Mitigating Forgetting with Mannequin Soups
Whereas the mannequin educated for 40B tokens on our combine had the perfect efficiency on MMLU, it carried out barely worse on Core Common than fashions educated for a shorter length. To mitigate forgetting, we used mannequin souping: merely averaging the weights of two fashions which have the identical structure however are educated otherwise. We averaged the mannequin educated for 40B tokens on the blended dataset with Llama-2-7B base earlier than CPT. This not solely improved Core Common, decreasing forgetting, but additionally enhanced efficiency on MMLU, leading to our greatest mannequin but (crimson star in determine). The truth is, this mannequin matches or exceeds the efficiency of the Llama-2-13B base on each metrics.

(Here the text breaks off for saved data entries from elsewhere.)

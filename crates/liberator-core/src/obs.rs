//! Structured lifecycle events for liberation runs.
//!
//! `PipelineSpan` tags everything logged during a run with its
//! `pipeline_id`; the `emit_*` functions log one event per lifecycle step.
//! Secrets never pass through here: only names, counts and statuses.

use tracing::{info, warn};

/// RAII guard for a pipeline-scoped span.
///
/// Holds a plain span rather than an entered one so it can live across
/// `.await` points; use [`PipelineSpan::span`] with `Instrument`.
pub struct PipelineSpan {
    span: tracing::Span,
}

impl PipelineSpan {
    pub fn new(pipeline_id: &str, project_name: &str) -> Self {
        let span = tracing::info_span!(
            "liberator.pipeline",
            pipeline_id = %pipeline_id,
            project = %project_name
        );
        Self { span }
    }

    pub fn span(&self) -> tracing::Span {
        self.span.clone()
    }
}

pub fn emit_pipeline_started(pipeline_id: &str, phases: &[&str], files: usize) {
    info!(
        event = "pipeline.started",
        pipeline_id = %pipeline_id,
        phases = ?phases,
        files = files,
    );
}

pub fn emit_phase_started(pipeline_id: &str, phase: &str) {
    info!(event = "phase.started", pipeline_id = %pipeline_id, phase = %phase);
}

/// Failed phases log at `warn`.
pub fn emit_phase_finished(
    pipeline_id: &str,
    phase: &str,
    success: bool,
    http_status: u16,
    duration_ms: u64,
) {
    if success {
        info!(
            event = "phase.finished",
            pipeline_id = %pipeline_id,
            phase = %phase,
            success = success,
            http_status = http_status,
            duration_ms = duration_ms,
        );
    } else {
        warn!(
            event = "phase.finished",
            pipeline_id = %pipeline_id,
            phase = %phase,
            success = success,
            http_status = http_status,
            duration_ms = duration_ms,
        );
    }
}

pub fn emit_rollback(pipeline_id: &str, project_uuid: &str, clean: bool) {
    warn!(
        event = "deploy.rollback",
        pipeline_id = %pipeline_id,
        project_uuid = %project_uuid,
        clean = clean,
    );
}

pub fn emit_cleanup_scheduled(pipeline_id: &str, application_uuid: &str, delay_secs: u64) {
    info!(
        event = "cleanup.scheduled",
        pipeline_id = %pipeline_id,
        application_uuid = %application_uuid,
        delay_secs = delay_secs,
    );
}

pub fn emit_pipeline_finished(pipeline_id: &str, success: bool, phases_run: usize, duration_ms: u64) {
    info!(
        event = "pipeline.finished",
        pipeline_id = %pipeline_id,
        success = success,
        phases_run = phases_run,
        duration_ms = duration_ms,
    );
}
//! Liberator Core Library
//!
//! Orchestrates the liberation pipeline: clean a vendor-generated source
//! tree, publish it to GitHub, apply its migrations to Supabase and deploy
//! it on a Coolify server.

pub mod backend;
pub mod config;
mod error;
pub mod fakes;
pub mod metrics;
pub mod obs;
pub mod orchestrator;
pub mod recorder;
pub mod request;
pub mod scheduler;
pub mod telemetry;

pub use backend::{BackendProvider, HttpBackendProvider};
pub use config::LiberatorConfig;
pub use error::{ErrorKind, LiberationError};
pub use metrics::METRICS;
pub use orchestrator::{Liberator, SUPABASE_URL_ENV};
pub use recorder::{DeploymentRecorder, DeploymentStatus, NoopRecorder};
pub use request::{
    slugify, CoolifyCredentials, GitHubCredentials, LiberationRequest, LiberationResponse, Phase,
    PhaseResult, PhaseSelection, PhaseStatus, SupabaseCredentials, TargetCredentials,
};
pub use scheduler::{ManualScheduler, Task, TaskScheduler, TokioScheduler};

/// Result type for liberator operations
pub type Result<T> = std::result::Result<T, LiberationError>;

Does Continued Pre-training Scale Effectively?
Lastly, we think about how properly CPT with OpenWebMath scales to fashions at bigger FLOP scales. We repeat the training price and length sweep with OpenWebMath carried out for Llama-2-7B above, however now with Llama-2-13B and Llama-2-70B. As proven in Determine 4, we proceed to see enhancements on the 10^24 FLOP scale, and the scaling curve signifies that we may doubtlessly see positive factors at even larger FLOPS. Every marker for the CPT runs represents the perfect MMLU efficiency following the training price and length sweep.
Conclusion
On this weblog put up, we explored the method of Continued Pre-Coaching (CPT) to reinforce a small LLM’s normal information efficiency to that of a bigger mannequin. We demonstrated the right way to successfully sweep hyperparameters, determine useful datasets, and blend datasets for improved efficiency. Moreover, we mentioned methods to mitigate forgetting via mannequin souping. By following these pointers, you possibly can leverage CPT to rapidly measure if completely different datasets are efficient at instructing fashions new data in addition to customise and improve your LLMs effectively, reaching outstanding efficiency enhancements.
An vital consideration is the success of CPT is prone to be depending on the unique pre-training information combine. For instance, as a result of OpenWebMath was launched after the Llama-2 household, our continued pre-training launched the mannequin to a novel mixture of high-quality mathematical information, and the outcomes may doubtlessly be altered if OpenWebMath was included within the pre-training corpus. Regardless, the outcomes reveal the power of CPT to adapt a mannequin to novel information in a FLOP environment friendly method.
[1] On this weblog, reported scores are Gauntlet v0.2 core common. In a current weblog put up Calibrating the Mosaic Analysis Gauntlet, we mentioned our strategy of constructing the Gauntlet v0.3 core common during which we eliminated a number of evals based mostly on poor scaling with coaching FLOPS. The v0.2 and v0.3 scores will probably be related however shouldn’t be immediately in contrast.